14. In accordance with the Scheme of Amalgamation referred to in Note 48 of the standalone financial statements, the comparative figures for year ended March 31, 2019 have been restated. We have audited the adjustments made by the Management, arising on account of amalgamation to arrive at the restated figures for the year ended March 31, 2019.

Our opinion is not modified in respect of this matter

Report on other legal and regulatory requirements

15. As required by the Companies (Auditors Report) Order, 2016 ("the Order"), issued by the Central Government of India in terms of sub-section (11) of section 143 of the Act, we give in the Annexure B, a statement on the matters specified in paragraphs 3 and 4 of the Order, to the extent applicable.

16. As required by Section 143(3) of the Act, we report that:

(a) We have sought and obtained all the information and explanations which to the best of our knowledge and belief were necessary for the purposes of our audit.

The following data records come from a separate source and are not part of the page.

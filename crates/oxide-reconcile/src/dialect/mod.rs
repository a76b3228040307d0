//! Database dialect implementations.
//!
//! Each dialect knows three things about its database:
//!
//! - how logical types map to physical column types;
//! - how to read table structure back out of the catalog;
//! - how to render each [`MigrationStep`] as DDL.
//!
//! Dialects are stateless and shared freely between reconcilers.

mod mysql;
mod oracle;
mod postgres;
mod sqlite;

use std::fmt;
use std::str::FromStr;
use std::sync::Arc;

use serde::{Deserialize, Serialize};

pub use mysql::MySqlDialect;
pub use oracle::OracleDialect;
pub use postgres::PostgresDialect;
pub use sqlite::SqliteDialect;

use crate::connection::Row;
use crate::error::{DbError, ReconcileError, Result};
use crate::plan::MigrationStep;
use crate::schema::{LiveColumnInfo, ObservedType, QualifiedName, TableDefinition};
use crate::types::{ColumnDefinition, LogicalType};
use crate::value::{Value, values_equal};

/// The supported backends.
#[derive(Debug, Clone, Copy, PartialEq, Eq, Hash, Serialize, Deserialize)]
#[serde(rename_all = "lowercase")]
pub enum DialectKind {
    /// PostgreSQL.
    Postgres,
    /// Oracle.
    Oracle,
    /// MySQL and MariaDB.
    MySql,
    /// SQLite 3.
    Sqlite,
}

impl DialectKind {
    /// Canonical identifier.
    #[must_use]
    pub const fn name(self) -> &'static str {
        match self {
            Self::Postgres => "postgres",
            Self::Oracle => "oracle",
            Self::MySql => "mysql",
            Self::Sqlite => "sqlite3",
        }
    }

    /// The dialect implementation for this backend.
    #[must_use]
    pub fn dialect(self) -> Arc<dyn Dialect> {
        match self {
            Self::Postgres => Arc::new(PostgresDialect::new()),
            Self::Oracle => Arc::new(OracleDialect::new()),
            Self::MySql => Arc::new(MySqlDialect::new()),
            Self::Sqlite => Arc::new(SqliteDialect::new()),
        }
    }
}

impl fmt::Display for DialectKind {
    fn fmt(&self, f: &mut fmt::Formatter<'_>) -> fmt::Result {
        f.write_str(self.name())
    }
}

impl FromStr for DialectKind {
    type Err = ReconcileError;

    fn from_str(s: &str) -> Result<Self> {
        match s.trim().to_ascii_lowercase().as_str() {
            "postgres" | "postgresql" | "pg" => Ok(Self::Postgres),
            "oracle" | "oci8" => Ok(Self::Oracle),
            "mysql" | "mariadb" => Ok(Self::MySql),
            "sqlite" | "sqlite3" => Ok(Self::Sqlite),
            _ => Err(ReconcileError::UnsupportedDialect(s.to_string())),
        }
    }
}

/// Looks a dialect up by driver identifier.
///
/// # Errors
///
/// Returns [`ReconcileError::UnsupportedDialect`] for unknown identifiers.
pub fn dialect_for(id: &str) -> Result<Arc<dyn Dialect>> {
    Ok(id.parse::<DialectKind>()?.dialect())
}

/// One row of a dialect's column catalog query, in the shared shape
/// `NAME, DATA_TYPE, NULLABLE, MAX_LENGTH, RAW_TYPE, DATA_PRECISION,
/// DATA_SCALE`.
#[derive(Debug, Clone, PartialEq, Eq)]
pub struct CatalogColumn {
    /// Column name, upper-case.
    pub name: String,
    /// Catalog type name used for classification.
    pub data_type: String,
    /// Whether NULL is allowed.
    pub nullable: bool,
    /// Character length, if reported.
    pub max_length: Option<i64>,
    /// Full declared type.
    pub raw_type: String,
    /// Numeric precision, if reported.
    pub precision: Option<i64>,
    /// Numeric scale, if reported.
    pub scale: Option<i64>,
}

impl CatalogColumn {
    /// Reads a catalog row.
    ///
    /// # Errors
    ///
    /// Fails when `NAME` or `DATA_TYPE` is missing.
    pub fn from_row(row: &Row) -> std::result::Result<Self, DbError> {
        let name = row
            .text("NAME")
            .ok_or("catalog row has no NAME column")?
            .to_uppercase();
        let data_type = row
            .text("DATA_TYPE")
            .ok_or_else(|| format!("catalog row for {name} has no DATA_TYPE"))?
            .to_string();
        Ok(Self {
            nullable: row.int("NULLABLE").map_or(true, |n| n != 0),
            max_length: row.int("MAX_LENGTH"),
            raw_type: row.text("RAW_TYPE").unwrap_or(&data_type).to_string(),
            precision: row.int("DATA_PRECISION"),
            scale: row.int("DATA_SCALE"),
            name,
            data_type,
        })
    }
}

/// Escapes a string for use inside a single-quoted SQL literal.
#[must_use]
pub fn sql_literal(value: &str) -> String {
    format!("'{}'", value.replace('\'', "''"))
}

/// Length as an `i32`, saturating.
pub(crate) fn clamp_length(length: i64) -> i32 {
    i32::try_from(length).unwrap_or(i32::MAX)
}

/// Database-specific type mapping, catalog access and DDL generation.
pub trait Dialect: Send + Sync + fmt::Debug {
    /// Which backend this is.
    fn kind(&self) -> DialectKind;

    /// Returns the dialect name.
    fn name(&self) -> &'static str {
        self.kind().name()
    }

    // ------------------------------------------------------------------
    // Types
    // ------------------------------------------------------------------

    /// Physical column type for a logical type and length.
    fn physical_type(&self, logical_type: LogicalType, max_length: i32) -> String;

    /// The length a column of this type will actually get. Dialects with a
    /// length ceiling clamp here.
    fn effective_length(&self, _logical_type: LogicalType, max_length: i32) -> i32 {
        max_length
    }

    /// Physical type for a column, reusing the fetched raw type when it came
    /// from this dialect.
    fn column_type(&self, column: &ColumnDefinition) -> String {
        match &column.fetched {
            Some(fetched) if fetched.dialect == self.kind() => fetched.raw.clone(),
            _ => self.physical_type(column.logical_type, column.max_length),
        }
    }

    /// Maps a catalog row to a logical type.
    fn classify(&self, column: &CatalogColumn) -> ObservedType;

    /// Length reported for a catalog column; unbounded types report 0.
    fn observed_length(&self, column: &CatalogColumn) -> i32 {
        column.max_length.map_or(0, clamp_length)
    }

    /// Builds the live view of a catalog row.
    fn live_column(&self, column: &CatalogColumn) -> LiveColumnInfo {
        LiveColumnInfo {
            name: column.name.clone(),
            observed_type: self.classify(column),
            max_length: self.observed_length(column),
            nullable: column.nullable,
            raw_type: column.raw_type.clone(),
            index_name: None,
        }
    }

    /// Normalizes a value read from this database before comparison.
    fn normalize_value(&self, value: Value) -> Value {
        value
    }

    /// Compares two values after normalization.
    fn values_equal(&self, logical_type: LogicalType, a: &Value, b: &Value) -> bool {
        values_equal(
            logical_type,
            &self.normalize_value(a.clone()),
            &self.normalize_value(b.clone()),
        )
    }

    // ------------------------------------------------------------------
    // Identifiers
    // ------------------------------------------------------------------

    /// Folds a name to the case the catalog stores unquoted names in.
    fn fold_case(&self, name: &str) -> String {
        name.to_uppercase()
    }

    /// Quotes an identifier after case folding.
    fn quote_identifier(&self, name: &str) -> String {
        format!("\"{}\"", self.fold_case(name))
    }

    /// Quotes a possibly schema-qualified table name.
    fn quote_table(&self, name: &QualifiedName) -> String {
        match &name.schema {
            Some(schema) => format!(
                "{}.{}",
                self.quote_identifier(schema),
                self.quote_identifier(&name.table)
            ),
            None => self.quote_identifier(&name.table),
        }
    }

    /// Quotes a dotted name part by part, e.g. an `OWNER.INDEX` name.
    fn quote_path(&self, path: &str) -> String {
        path.split('.')
            .map(|part| self.quote_identifier(part))
            .collect::<Vec<_>>()
            .join(".")
    }

    /// Quoted, comma-separated column list.
    fn column_list(&self, columns: &[String]) -> String {
        columns
            .iter()
            .map(|c| self.quote_identifier(c))
            .collect::<Vec<_>>()
            .join(", ")
    }

    // ------------------------------------------------------------------
    // Catalog queries
    // ------------------------------------------------------------------

    /// Query returning the session's default schema as its only column, or
    /// `None` when the dialect has a fixed default.
    fn current_schema_sql(&self) -> Option<&'static str>;

    /// Default schema when [`Dialect::current_schema_sql`] is `None`.
    fn fixed_schema(&self) -> &'static str {
        "MAIN"
    }

    /// Query returning one row whose first column counts matching tables.
    fn table_exists_sql(&self, schema: &str, table: &str) -> String;

    /// Column catalog query in the [`CatalogColumn`] shape, ordered by
    /// column position.
    fn columns_sql(&self, schema: &str, table: &str) -> String;

    /// Primary-key query with `NAME` and `CONSTRAINT_NAME`, in key order.
    fn primary_key_sql(&self, schema: &str, table: &str) -> String;

    /// Single-column, non-unique, non-primary index query with
    /// `INDEX_OWNER`, `INDEX_NAME` and `COLUMN_NAME`, ordered by index name.
    fn indexes_sql(&self, schema: &str, table: &str) -> String;

    // ------------------------------------------------------------------
    // DDL
    // ------------------------------------------------------------------

    /// Column definition: quoted name, type and `NOT NULL` when required.
    fn column_definition(&self, column: &ColumnDefinition) -> String {
        let mut sql = format!(
            "{} {}",
            self.quote_identifier(&column.name),
            self.column_type(column)
        );
        if !column.nullable {
            sql.push_str(" NOT NULL");
        }
        sql
    }

    /// `CREATE TABLE` plus one `CREATE INDEX` per indexed column.
    fn create_table_sql(&self, definition: &TableDefinition) -> Vec<String> {
        let table = definition.name();
        let mut parts: Vec<String> = definition
            .columns()
            .iter()
            .map(|c| self.column_definition(c))
            .collect();
        if !definition.primary_key().is_empty() {
            parts.push(format!(
                "PRIMARY KEY ({})",
                self.column_list(definition.primary_key())
            ));
        }

        let mut statements = vec![format!(
            "CREATE TABLE {} (\n  {}\n)",
            self.quote_table(table),
            parts.join(",\n  ")
        )];
        statements.extend(
            definition
                .columns()
                .iter()
                .filter(|c| c.wants_index)
                .map(|c| self.create_index_sql(table, &c.name)),
        );
        statements
    }

    /// Renames a table within its schema.
    fn rename_table_sql(&self, from: &QualifiedName, to: &QualifiedName) -> String {
        format!(
            "ALTER TABLE {} RENAME TO {}",
            self.quote_table(from),
            self.quote_identifier(&to.table)
        )
    }

    /// Renames a column.
    fn rename_column_sql(&self, table: &QualifiedName, from: &str, to: &str) -> String {
        format!(
            "ALTER TABLE {} RENAME COLUMN {} TO {}",
            self.quote_table(table),
            self.quote_identifier(from),
            self.quote_identifier(to)
        )
    }

    /// Adds a column.
    fn add_column_sql(&self, table: &QualifiedName, column: &ColumnDefinition) -> String {
        format!(
            "ALTER TABLE {} ADD COLUMN {}",
            self.quote_table(table),
            self.column_definition(column)
        )
    }

    /// Drops a column.
    fn drop_column_sql(&self, table: &QualifiedName, name: &str) -> String {
        format!(
            "ALTER TABLE {} DROP COLUMN {}",
            self.quote_table(table),
            self.quote_identifier(name)
        )
    }

    /// Changes a column's type and, if it differs from `current`, its
    /// nullability.
    fn alter_column_sql(
        &self,
        table: &QualifiedName,
        column: &ColumnDefinition,
        current: &LiveColumnInfo,
    ) -> Result<Vec<String>>;

    /// Name given to a generated single-column index.
    fn index_name(&self, table: &QualifiedName, column: &str) -> String {
        format!("IDX_{}_{}", table.table, column)
    }

    /// Creates a single-column index.
    fn create_index_sql(&self, table: &QualifiedName, column: &str) -> String {
        format!(
            "CREATE INDEX {} ON {} ({})",
            self.quote_identifier(&self.index_name(table, column)),
            self.quote_table(table),
            self.quote_identifier(column)
        )
    }

    /// Drops an index by name.
    fn drop_index_sql(&self, _table: &QualifiedName, index_name: &str) -> String {
        format!("DROP INDEX {}", self.quote_path(index_name))
    }

    /// Adds a primary key.
    fn add_primary_key_sql(&self, table: &QualifiedName, columns: &[String]) -> Result<String> {
        Ok(format!(
            "ALTER TABLE {} ADD PRIMARY KEY ({})",
            self.quote_table(table),
            self.column_list(columns)
        ))
    }

    /// Drops the primary key.
    fn drop_primary_key_sql(
        &self,
        table: &QualifiedName,
        constraint: Option<&str>,
    ) -> Result<String>;

    /// Error for a step this dialect cannot express.
    fn unsupported(&self, operation: &str, table: &QualifiedName) -> ReconcileError {
        ReconcileError::UnsupportedOperation {
            dialect: self.name(),
            operation: operation.to_string(),
            table: table.to_string(),
        }
    }

    /// Renders one step. `table` is the name the table has when the step
    /// runs.
    ///
    /// # Errors
    ///
    /// Returns [`ReconcileError::UnsupportedOperation`] when the dialect has
    /// no DDL for the step.
    fn generate_sql(&self, table: &QualifiedName, step: &MigrationStep) -> Result<Vec<String>> {
        Ok(match step {
            MigrationStep::CreateTable(definition) => self.create_table_sql(definition),
            MigrationStep::RenameTable { from, to } => vec![self.rename_table_sql(from, to)],
            MigrationStep::RenameColumn { from, to } => {
                vec![self.rename_column_sql(table, from, to)]
            }
            MigrationStep::DropPrimaryKey { constraint } => {
                vec![self.drop_primary_key_sql(table, constraint.as_deref())?]
            }
            MigrationStep::DropIndex {
                index_name,
                table: index_table,
            } => vec![self.drop_index_sql(index_table, index_name)],
            MigrationStep::DropColumn { name } => vec![self.drop_column_sql(table, name)],
            MigrationStep::AddColumn { column } => vec![self.add_column_sql(table, column)],
            MigrationStep::AlterColumnType {
                column, current, ..
            } => self.alter_column_sql(table, column, current)?,
            MigrationStep::AddIndex { column } => vec![self.create_index_sql(table, column)],
            MigrationStep::AddPrimaryKey { columns } => {
                vec![self.add_primary_key_sql(table, columns)?]
            }
        })
    }
}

(b) In our opinion, proper books of account as required by law have been kept by the Company so far as it appears from our examination of those

(c) The Balance Sheet, the Statement of Profit and Loss (including other comprehensive income), the Statement of Changes in Equity and Cash Flow Statement dealt with by this Report are in agreement with the books of account.

(d) In our opinion, the aforesaid standalone financial statements comply with the Accounting Standards specified under Section 133 of the Act.

(e) On the basis of the written representations received from the directors as on March 31, 2020 taken on record by the Board of Directors, none of the directors is disqualified as on March 31, 2020 from being appointed as a director in terms of Section 164(2) of the Act.

(f) With respect to the adequacy of the internal financial controls with reference to financial statements of the Company and the operating effectiveness of such controls, refer to our separate Report in "Annexure A.

(g) With respect to the other matters to be included in the Auditors Report in accordance with Rule 11 of the Companies (Audit and Auditors) Rules, 2014, in our opinion and to the best of our information and according to the explanations given to us:

i. The Company has disclosed the impact of pending litigations on its financial position in its financial statements –Refer Note 16 and 36 to the financial statements.

ii. The Company has long-term contracts as at March 31, 2020 for which there were no material foreseeable losses.

The Company did not have any derivative contracts as at March 31, 2020.

iii. There has been no delay in transferring amounts, required to be transferred, to the Investor Education and Protection Fund by the Company.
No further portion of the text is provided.